In this study, we wished to explore the perturbation of constitutive, homeostatic expression of MMP-2 in ECs when directed toward one main activity, “survival.” We rationalized that inhibition of EC main death pathways, the caspases and p38, would accentuate MMP-2 survival-associated activities and allow us to better understand MMP-2 regulation and activity. To this end, specific inhibitors of these two apoptotic signaling pathways in ECs were used. To further elucidate the role of MMP-2 in determining the fate of ECs, its reciprocal effects on caspase and p38 activation, as well as on specific angiogenic processes, were studied. In addition, due to the divergent reported results concerning p38/caspases relationships, their mutual influences were measured in our assay conditions.
MATERIALS AND METHODS
Cell cultures.
Human umbilical vein ECs (HUVEC) were isolated from umbilical cords and cultured as previously described (1). The study was approved by the Carmel Medical Center Review Committee, and signed informed consent was obtained from all donors. For experiments, ECs from different donors (passages 2-5) were pooled and cultured in serum-free medium, Bio-MPM1 (Biological Industries, Bet Haemek, Israel), containing 0.1% BSA.

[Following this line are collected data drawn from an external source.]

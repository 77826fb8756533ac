//! Typed record access inside a transaction.

use crate::error::{CoreError, CoreResult};
use crate::schema::{Catalog, Record, TableSchema, Value};
use crate::storage::Connection;
use crate::transaction::TransactionScope;
use ooddb_protocol::TableEvent;
use std::sync::Arc;

/// Record operations of a running transaction.
///
/// Every mutation is checked against the table declaration, recorded for
/// the transaction log and applied to the engine at once, so later reads
/// of the same transaction see it.
pub struct Transaction<'a> {
    scope: &'a TransactionScope<'a>,
    catalog: &'a Catalog,
}

impl<'a> Transaction<'a> {
    pub(crate) fn new(scope: &'a TransactionScope<'a>, catalog: &'a Catalog) -> Self {
        Self { scope, catalog }
    }

    /// The underlying scope.
    #[must_use]
    pub fn scope(&self) -> &TransactionScope<'a> {
        self.scope
    }

    /// Inserts a new record.
    ///
    /// # Errors
    ///
    /// `Integrity` if the key already exists or a referenced row is
    /// missing, `Field` if a value does not fit its declaration.
    pub fn insert(&self, table: &str, record: &Record) -> CoreResult<()> {
        let schema = self.catalog.get(table)?;
        let row = schema.encode_row(record)?;
        let key = schema.primary_key(record)?;
        self.scope.write(|conn| {
            if conn.get(table, &key)?.is_some() {
                return Err(CoreError::integrity(table, "duplicate primary key"));
            }
            check_references(conn, &schema, record)?;
            conn.put(table, &key, &row)
        })?;
        self.scope.record(TableEvent::insert(table, key, row))
    }

    /// Replaces an existing record.
    ///
    /// # Errors
    ///
    /// `Integrity` if the record does not exist or a referenced row is missing.
    pub fn update(&self, table: &str, record: &Record) -> CoreResult<()> {
        let schema = self.catalog.get(table)?;
        let row = schema.encode_row(record)?;
        let key = schema.primary_key(record)?;
        self.scope.write(|conn| {
            if conn.get(table, &key)?.is_none() {
                return Err(CoreError::integrity(table, "no record with this primary key"));
            }
            check_references(conn, &schema, record)?;
            conn.put(table, &key, &row)
        })?;
        self.scope.record(TableEvent::update(table, key, row))
    }

    /// Inserts or replaces a record.
    pub fn put(&self, table: &str, record: &Record) -> CoreResult<()> {
        let schema = self.catalog.get(table)?;
        let key = schema.primary_key(record)?;
        if self.scope.read(|conn| conn.get(table, &key))?.is_some() {
            self.update(table, record)
        } else {
            self.insert(table, record)
        }
    }

    /// Deletes the record with the given primary key values. Returns
    /// whether it existed.
    ///
    /// # Errors
    ///
    /// `Integrity` if another record still references it.
    pub fn delete(&self, table: &str, key_values: &[Value]) -> CoreResult<bool> {
        let schema = self.catalog.get(table)?;
        let key = schema.key_from_values(key_values)?;
        let existed = self.scope.write(|conn| {
            if conn.get(table, &key)?.is_none() {
                return Ok(false);
            }
            if let Some(referrer) = first_referrer(conn, self.catalog, table, &key)? {
                return Err(CoreError::integrity(
                    table,
                    format!("record is still referenced by '{referrer}'"),
                ));
            }
            conn.delete(table, &key)
        })?;
        if existed {
            self.scope.record(TableEvent::delete(table, key))?;
        }
        Ok(existed)
    }

    /// Reads one record.
    pub fn get(&self, table: &str, key_values: &[Value]) -> CoreResult<Option<Record>> {
        let schema = self.catalog.get(table)?;
        let key = schema.key_from_values(key_values)?;
        self.scope
            .read(|conn| conn.get(table, &key))?
            .map(|row| schema.decode_row(&row))
            .transpose()
    }

    /// Every record of a table, in primary key order.
    pub fn scan(&self, table: &str) -> CoreResult<Vec<Record>> {
        let schema = self.catalog.get(table)?;
        self.scope
            .read(|conn| conn.scan(table))?
            .iter()
            .map(|(_, row)| schema.decode_row(row))
            .collect()
    }

    /// Number of records in a table.
    pub fn count(&self, table: &str) -> CoreResult<usize> {
        self.catalog.get(table)?;
        Ok(self.scope.read(|conn| conn.scan(table))?.len())
    }

    /// Writes an encoded row as is, recording the change.
    pub(crate) fn put_raw(&self, table: &str, key: &[u8], row: &[u8]) -> CoreResult<()> {
        let existed = self.scope.write(|conn| {
            let existed = conn.get(table, key)?.is_some();
            conn.put(table, key, row)?;
            Ok(existed)
        })?;
        let event = if existed {
            TableEvent::update(table, key.to_vec(), row.to_vec())
        } else {
            TableEvent::insert(table, key.to_vec(), row.to_vec())
        };
        self.scope.record(event)
    }

    /// Deletes a row without reference checks, recording the change.
    pub(crate) fn delete_raw(&self, table: &str, key: &[u8]) -> CoreResult<bool> {
        let existed = self.scope.write(|conn| conn.delete(table, key))?;
        if existed {
            self.scope.record(TableEvent::delete(table, key.to_vec()))?;
        }
        Ok(existed)
    }

    pub(crate) fn get_raw(&self, table: &str, key: &[u8]) -> CoreResult<Option<Vec<u8>>> {
        self.scope.read(|conn| conn.get(table, key))
    }

    pub(crate) fn scan_raw(&self, table: &str) -> CoreResult<Vec<(Vec<u8>, Vec<u8>)>> {
        self.scope.read(|conn| conn.scan(table))
    }
}

fn check_references(
    conn: &mut dyn Connection,
    schema: &Arc<TableSchema>,
    record: &Record,
) -> CoreResult<()> {
    for fk in &schema.def().foreign_keys {
        let Some(target) = schema.referenced_key(record, fk)? else {
            continue;
        };
        if fk.references == schema.name() && schema.primary_key(record)? == target {
            continue;
        }
        if conn.get(&fk.references, &target)?.is_none() {
            return Err(CoreError::integrity(
                schema.name(),
                format!("referenced record missing in '{}'", fk.references),
            ));
        }
    }
    Ok(())
}

/// Name of a table holding a row that references `key` of `table`.
pub(crate) fn first_referrer(
    conn: &mut dyn Connection,
    catalog: &Catalog,
    table: &str,
    key: &[u8],
) -> CoreResult<Option<String>> {
    for (referrer, fk) in catalog.referencing(table) {
        for (own_key, row) in conn.scan(referrer.name())? {
            if referrer.name() == table && own_key == key {
                continue;
            }
            let record = referrer.decode_row(&row)?;
            if referrer.referenced_key(&record, &fk)?.as_deref() == Some(key) {
                return Ok(Some(referrer.name().to_string()));
            }
        }
    }
    Ok(None)
}
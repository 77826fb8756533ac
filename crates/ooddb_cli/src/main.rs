//! ooddb CLI
//!
//! Command-line tools for inspecting and maintaining an ooddb database.
//!
//! # Commands
//!
//! - `hooks` - List the local hook and the peers
//! - `log` - Dump the transaction log
//! - `backups` - List restore points, write a reference, restore
//! - `compact` - Rewrite the journal as one snapshot

mod commands;

use clap::{Parser, Subcommand};
use commands::Format;
use std::path::PathBuf;
use tracing_subscriber::EnvFilter;

/// ooddb command-line database tools.
#[derive(Parser)]
#[command(name = "ooddb")]
#[command(author, version, about, long_about = None)]
struct Cli {
    /// Path to the database directory
    #[arg(global = true, short, long)]
    path: Option<PathBuf>,

    /// Backup directory of the database
    #[arg(global = true, short, long)]
    backups: Option<PathBuf>,

    /// JSON file with the table declarations, needed to restore
    #[arg(global = true, long)]
    schema: Option<PathBuf>,

    /// Output format (text, json)
    #[arg(global = true, short, long, default_value = "text")]
    format: Format,

    /// Enable verbose output
    #[arg(global = true, short, long)]
    verbose: bool,

    #[command(subcommand)]
    command: Commands,
}

#[derive(Subcommand)]
enum Commands {
    /// List the local hook and the peers
    Hooks,

    /// Dump the transaction log
    Log {
        /// Maximum number of transactions to dump
        #[arg(short, long)]
        limit: Option<usize>,

        /// Include the events of each transaction
        #[arg(short, long)]
        events: bool,
    },

    /// Manage point-in-time backups
    Backups {
        #[command(subcommand)]
        action: BackupAction,
    },

    /// Rewrite the journal as one snapshot
    Compact,

    /// Show version information
    Version,
}

#[derive(Subcommand)]
enum BackupAction {
    /// List backup files and restore points
    List,

    /// Write a reference of the current state
    Reference,

    /// Bring the database back to an instant
    Restore {
        /// Milliseconds since the Unix epoch
        utc: u64,
    },

    /// Delete backups older than the configured age
    Clean,
}

fn main() -> Result<(), Box<dyn std::error::Error>> {
    let cli = Cli::parse();

    // Initialize logging
    let filter = if cli.verbose {
        EnvFilter::new("debug")
    } else {
        EnvFilter::new("warn")
    };
    tracing_subscriber::fmt()
        .with_env_filter(filter)
        .with_writer(std::io::stderr)
        .init();

    if let Commands::Version = cli.command {
        println!("ooddb CLI v{}", env!("CARGO_PKG_VERSION"));
        println!("wire protocol v{}", ooddb_protocol::PROTOCOL_VERSION);
        return Ok(());
    }

    let path = cli.path.ok_or("Database path required")?;
    let db = commands::open(&path, cli.backups.as_deref(), cli.schema.as_deref())?;
    match cli.command {
        Commands::Hooks => commands::hooks::run(&db, cli.format)?,
        Commands::Log { limit, events } => commands::log::run(&db, limit, events, cli.format)?,
        Commands::Backups { action } => match action {
            BackupAction::List => commands::backups::list(&db, cli.format)?,
            BackupAction::Reference => commands::backups::reference(&db, cli.format)?,
            BackupAction::Restore { utc } => {
                if cli.schema.is_none() {
                    return Err("--schema is required to restore".into());
                }
                commands::backups::restore(&db, utc, cli.format)?;
            }
            BackupAction::Clean => commands::backups::clean(&db, cli.format)?,
        },
        Commands::Compact => {
            db.compact()?;
            println!("✓ Journal compacted");
        }
        Commands::Version => {}
    }
    db.close();

    Ok(())
}
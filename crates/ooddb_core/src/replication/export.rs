//! Reading the log for one peer.

use crate::commit::Shared;
use crate::database::Database;
use crate::error::CoreResult;
use crate::hooks::{cursor, Hook};
use crate::log::LoggedTransaction;
use crate::storage::Connection;
use ooddb_protocol::{HookId, TableEvent, TransactionBatch};
use std::collections::BTreeSet;

/// Whether `header` goes to `peer`.
///
/// A transaction goes to the peer it concerns, and also to any connected
/// peer when it concerns a hook that is not connected, which the peer may
/// relay. A relay-only route is skipped when the peer is known to hold the
/// origin's transaction already.
fn routed_to(
    conn: &mut dyn Connection,
    local: HookId,
    peer: HookId,
    connected: &BTreeSet<HookId>,
    header: &LoggedTransaction,
) -> CoreResult<bool> {
    if header.origin == peer {
        return Ok(false);
    }
    let Some(hooks) = &header.concerned else {
        return Ok(true);
    };
    if hooks.contains(&peer) {
        return Ok(true);
    }
    if !hooks.iter().any(|h| *h != local && !connected.contains(h)) {
        return Ok(false);
    }
    Ok(cursor::get(conn, header.origin, peer)? < header.origin_id.as_u64())
}

fn events_for(
    shared: &Shared,
    conn: &mut dyn Connection,
    peer: &Hook,
    header: &LoggedTransaction,
) -> CoreResult<Vec<TableEvent>> {
    let mut out = Vec::new();
    for event in shared.log.events(conn, header)? {
        if peer.supports(shared.catalog.get(&event.table)?.package()) {
            out.push(event);
        }
    }
    Ok(out)
}

impl Database {
    /// Next batch of logged transactions for `peer`, after its confirmed
    /// position.
    ///
    /// Whole transactions are read until `max_events` is reached; the
    /// first one is always included. Events of packages the peer does not
    /// replicate are left out. `connected` lists the peers currently
    /// reachable. Returns `None` when the peer is up to date.
    ///
    /// # Errors
    ///
    /// `UnknownPeer` if `peer` is not an active peer.
    pub fn export_transactions(
        &self,
        peer: HookId,
        max_events: usize,
        connected: &BTreeSet<HookId>,
    ) -> CoreResult<Option<TransactionBatch>> {
        let shared = self.shared();
        self.with_read(|conn| {
            let local = shared.hooks.require_local(conn)?;
            let hook = shared.hooks.require_active(conn, peer)?;
            let start = hook.last_validated_local_transaction_id;
            let mut last = start;
            let mut transactions = Vec::new();
            let mut events = 0usize;
            shared.log.walk_after(conn, start, |conn, header| {
                if !transactions.is_empty() && events + header.event_count as usize > max_events {
                    return Ok(false);
                }
                last = header.id;
                if routed_to(conn, local.id, peer, connected, &header)? {
                    let selected = events_for(shared, conn, &hook, &header)?;
                    if !selected.is_empty() {
                        events += selected.len();
                        transactions.push(header.to_wire(selected));
                    }
                }
                Ok(events < max_events)
            })?;
            if last == start {
                return Ok(None);
            }
            Ok(Some(TransactionBatch {
                transactions,
                last_transaction_id: last,
            }))
        })
    }

    /// Returns true if the log holds something `peer` still needs.
    pub fn has_pending_for(&self, peer: HookId, connected: &BTreeSet<HookId>) -> CoreResult<bool> {
        let shared = self.shared();
        self.with_read(|conn| {
            let local = shared.hooks.require_local(conn)?;
            let hook = shared.hooks.require_active(conn, peer)?;
            let mut pending = false;
            shared
                .log
                .walk_after(conn, hook.last_validated_local_transaction_id, |conn, header| {
                    if routed_to(conn, local.id, peer, connected, &header)?
                        && !events_for(shared, conn, &hook, &header)?.is_empty()
                    {
                        pending = true;
                        return Ok(false);
                    }
                    Ok(true)
                })?;
            Ok(pending)
        })
    }
}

Noncytotoxic concentrations of all reagents [evaluated by 2,3-bis(2-methoxy-4-nitro-5-sulfophenyl)-2H-tetrazolium-5-carboxanilide (XTT) assays as described below] were chosen in preliminary dose-response experiments. The concentration chosen for the experiments of the pan-caspase inhibitor, N-benzyloxycarbonyl-Val-Ala-Asp fluoromethyl ketone (100 μmol/l; Z-VAD, R&D Systems, Minneapolis, MN) and of the p38 inhibitor, SB203580 (50 μmol/l; Calbiochem), showed gradual enhanced potency to prevent natural apoptosis as well as gradual changes in MMP-2 expression and its activation. The concentration of the commercial human MMP-2 (R&D Systems) added to cultures was 49 ng/ml and 8 ng/ml. To obtain fully active MMP-2, the commercial product was first incubated with the chemical activator, p-aminophenylmercuric acetate (APMA 0.5 mM, Sigma, St. Louis, MO) for 2 h. This activated MMP-2 was added to cultures at the concentration of 8 ng/ml and 2 ng/ml. The same concentration of APMA alone was not cytotoxic and had no influence on the ECs in the different tests performed.
Viability, proliferation, and apoptosis assays.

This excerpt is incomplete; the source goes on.